El Segundo moves to sue L.A. over massive Santa Monica Bay sewage spill, foul odors

LOS ANGELES — The L.A. Water Department, it’s been rumored, might actually be in the process of buying the San Gabriel River.

But first, let’s discuss the latest environmental and regulatory problems.

The city of Los Angeles was sued Monday by the attorney general of Santa Monica, seeking to recoup the roughly $18 million cost of cleaning up the massive sewage spill that ended up killing hundreds of animals and destroying property in the Santa Monica Bay.

The Santa Monica lawsuit comes a little more than a week after L.A. Attorney General Xavier Becerra sued Santa Monica over the cleanup, alleging that the city didn’t have the authority to clean up the area when it had been found responsible for spilling 22 million gallons of raw sewage into the Santa Monica River in August 2012.

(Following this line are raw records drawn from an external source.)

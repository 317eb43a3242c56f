//! Document model: shape records and the ordered in-memory list.
//!
//! This module defines what is on the canvas (`ShapeRecord`) and the store
//! that owns the live list (`DocStore`). List order is draw order: records
//! appended later are drawn over earlier ones, and there is no separate
//! z-index.
//!
//! A record is either confirmed (positive id assigned by storage) or a
//! placeholder (negative id synthesized locally) carrying the correlation
//! token of its outstanding creation. The token table maps token to record
//! id, never to a list position, so deletes and inserts elsewhere in the list
//! cannot make a confirmation land on the wrong record.

#[cfg(test)]
#[path = "doc_test.rs"]
mod doc_test;

use std::collections::{HashMap, VecDeque};

use wire::ShapePayload;

use crate::consts::MAX_RETIRED_TOKENS;

/// Record identity. Positive = persisted, negative = local placeholder.
pub type ShapeId = i64;

/// One shape in the local view.
#[derive(Debug, Clone, PartialEq)]
pub struct ShapeRecord {
    /// Persistence id, or a negative placeholder until confirmed.
    pub id: ShapeId,
    /// Geometry.
    pub shape: ShapePayload,
    /// Correlation token of the outstanding creation, if unconfirmed.
    pub pending: Option<String>,
    /// Set when a placeholder was moved before its creation was confirmed.
    pub edited_while_pending: bool,
}

impl ShapeRecord {
    /// A record that already has a storage identity.
    #[must_use]
    pub fn confirmed(id: ShapeId, shape: ShapePayload) -> Self {
        Self { id, shape, pending: None, edited_while_pending: false }
    }

    /// A local record awaiting confirmation of `token`.
    #[must_use]
    pub fn placeholder(id: ShapeId, shape: ShapePayload, token: impl Into<String>) -> Self {
        Self { id, shape, pending: Some(token.into()), edited_while_pending: false }
    }

    /// Whether this record only exists locally.
    #[must_use]
    pub fn is_placeholder(&self) -> bool {
        self.id < 0
    }
}

/// Result of matching a confirmation against the token table.
#[derive(Debug, Clone, Copy, PartialEq, Eq)]
pub enum Confirmation {
    /// The placeholder now carries the assigned id. `edited` reports whether
    /// it was moved while pending and so still differs from storage.
    Confirmed { placeholder: ShapeId, id: ShapeId, edited: bool },
    /// The token was ours, but its placeholder was removed before the
    /// confirmation arrived.
    Retired,
    /// The token was never issued by this store.
    Unknown,
}

/// Ordered in-memory list of shape records.
#[derive(Debug, Default)]
pub struct DocStore {
    records: Vec<ShapeRecord>,
    /// Outstanding creations: token -> placeholder id.
    pending: HashMap<String, ShapeId>,
    /// Tokens whose placeholder was removed while the creation was in flight,
    /// oldest first. A creation that never echoes leaves its token here until
    /// it is pushed out.
    retired: VecDeque<String>,
}

impl DocStore {
    /// Create an empty store.
    #[must_use]
    pub fn new() -> Self {
        Self::default()
    }

    /// Append a record on top. Returns `false` and leaves the store untouched
    /// if a record with the same id already exists.
    pub fn push(&mut self, record: ShapeRecord) -> bool {
        if self.contains(record.id) {
            return false;
        }
        if let Some(token) = &record.pending {
            self.pending.insert(token.clone(), record.id);
        }
        self.records.push(record);
        true
    }

    /// Remove a record by id, returning it if it was present. Removing a
    /// pending placeholder retires its token.
    pub fn remove(&mut self, id: ShapeId) -> Option<ShapeRecord> {
        let index = self.records.iter().position(|r| r.id == id)?;
        let record = self.records.remove(index);
        if let Some(token) = &record.pending {
            self.pending.remove(token);
            self.retire(token.clone());
        }
        Some(record)
    }

    /// Look up a record by id.
    #[must_use]
    pub fn get(&self, id: ShapeId) -> Option<&ShapeRecord> {
        self.records.iter().find(|r| r.id == id)
    }

    /// Mutable lookup by id.
    pub fn get_mut(&mut self, id: ShapeId) -> Option<&mut ShapeRecord> {
        self.records.iter_mut().find(|r| r.id == id)
    }

    #[must_use]
    pub fn contains(&self, id: ShapeId) -> bool {
        self.get(id).is_some()
    }

    /// Placeholder id for an outstanding creation token.
    #[must_use]
    pub fn pending_id(&self, token: &str) -> Option<ShapeId> {
        self.pending.get(token).copied()
    }

    /// Resolve a creation confirmation. The token is consumed on every
    /// outcome except `Unknown`, so a token clears at most once.
    pub fn confirm(&mut self, token: &str, assigned: ShapeId) -> Confirmation {
        let Some(placeholder) = self.pending.remove(token) else {
            if let Some(index) = self.retired.iter().position(|t| t == token) {
                self.retired.remove(index);
                return Confirmation::Retired;
            }
            return Confirmation::Unknown;
        };

        // A history reload may already have brought in the persisted row.
        if self.contains(assigned) {
            let Some(index) = self.records.iter().position(|r| r.id == placeholder) else {
                return Confirmation::Retired;
            };
            let local = self.records.remove(index);
            if local.edited_while_pending
                && let Some(existing) = self.get_mut(assigned)
            {
                existing.shape = local.shape;
            }
            return Confirmation::Confirmed { placeholder, id: assigned, edited: local.edited_while_pending };
        }

        let Some(record) = self.get_mut(placeholder) else {
            return Confirmation::Retired;
        };
        record.id = assigned;
        record.pending = None;
        let edited = std::mem::take(&mut record.edited_while_pending);
        Confirmation::Confirmed { placeholder, id: assigned, edited }
    }

    /// Replace all confirmed records with a snapshot, in the given order.
    /// Placeholders still awaiting confirmation are kept on top.
    pub fn load_snapshot(&mut self, records: Vec<ShapeRecord>) {
        let placeholders: Vec<ShapeRecord> = self
            .records
            .drain(..)
            .filter(|r| r.pending.is_some())
            .collect();
        for record in records {
            if !self.contains(record.id) {
                self.records.push(record);
            }
        }
        for record in placeholders {
            if !self.contains(record.id) {
                self.records.push(record);
            }
        }
    }

    fn retire(&mut self, token: String) {
        if self.retired.len() >= MAX_RETIRED_TOKENS {
            self.retired.pop_front();
        }
        self.retired.push_back(token);
    }

    /// Number of retired tokens still remembered.
    #[must_use]
    pub fn retired_count(&self) -> usize {
        self.retired.len()
    }

    /// Drop everything, including outstanding tokens.
    pub fn clear(&mut self) {
        self.records.clear();
        self.pending.clear();
        self.retired.clear();
    }

    /// Records in draw order (bottom first).
    #[must_use]
    pub fn records(&self) -> &[ShapeRecord] {
        &self.records
    }

    /// Records most-recently-appended first (hit-test order).
    pub fn top_down(&self) -> impl Iterator<Item = &ShapeRecord> {
        self.records.iter().rev()
    }

    /// Number of outstanding creations.
    #[must_use]
    pub fn pending_count(&self) -> usize {
        self.pending.len()
    }

    #[must_use]
    pub fn len(&self) -> usize {
        self.records.len()
    }

    #[must_use]
    pub fn is_empty(&self) -> bool {
        self.records.is_empty()
    }
}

The sewage, which contaminated the water and seeped into the Santa Monica Bay, is the city’s second-largest source of water pollution, and the most expensive. Santa Monica had been ordered to clean up from the spill after the U.S. Environmental Protection Agency and the state deemed it a federal Superfund site — a designation given to cities and other public entities responsible for polluting our groundwater and waterways. If L.A.’s suit against Santa Monica is successful, though, the city will not have any chance of saving its money or any chance of being able to claim that the cleanup costs were the result of a Superfund cleanup, because the city has already been declared responsible.

The water department, on its website, claims that the spill has been cleaned up and the public should not be concerned. But the city has yet to confirm whether the sewage is no longer found in the Santa Monica River or if it is, in fact, clean enough that it could be flushed into a nearby sewer trunk.

“The Department of Water and Power has not done a complete cleanup of the sewage that spilled in the Santa Monica Bay,” said L.A. City spokeswoman Nancy Pratt. “The department is working to have it properly stored before beginning a final cleanup at this time.”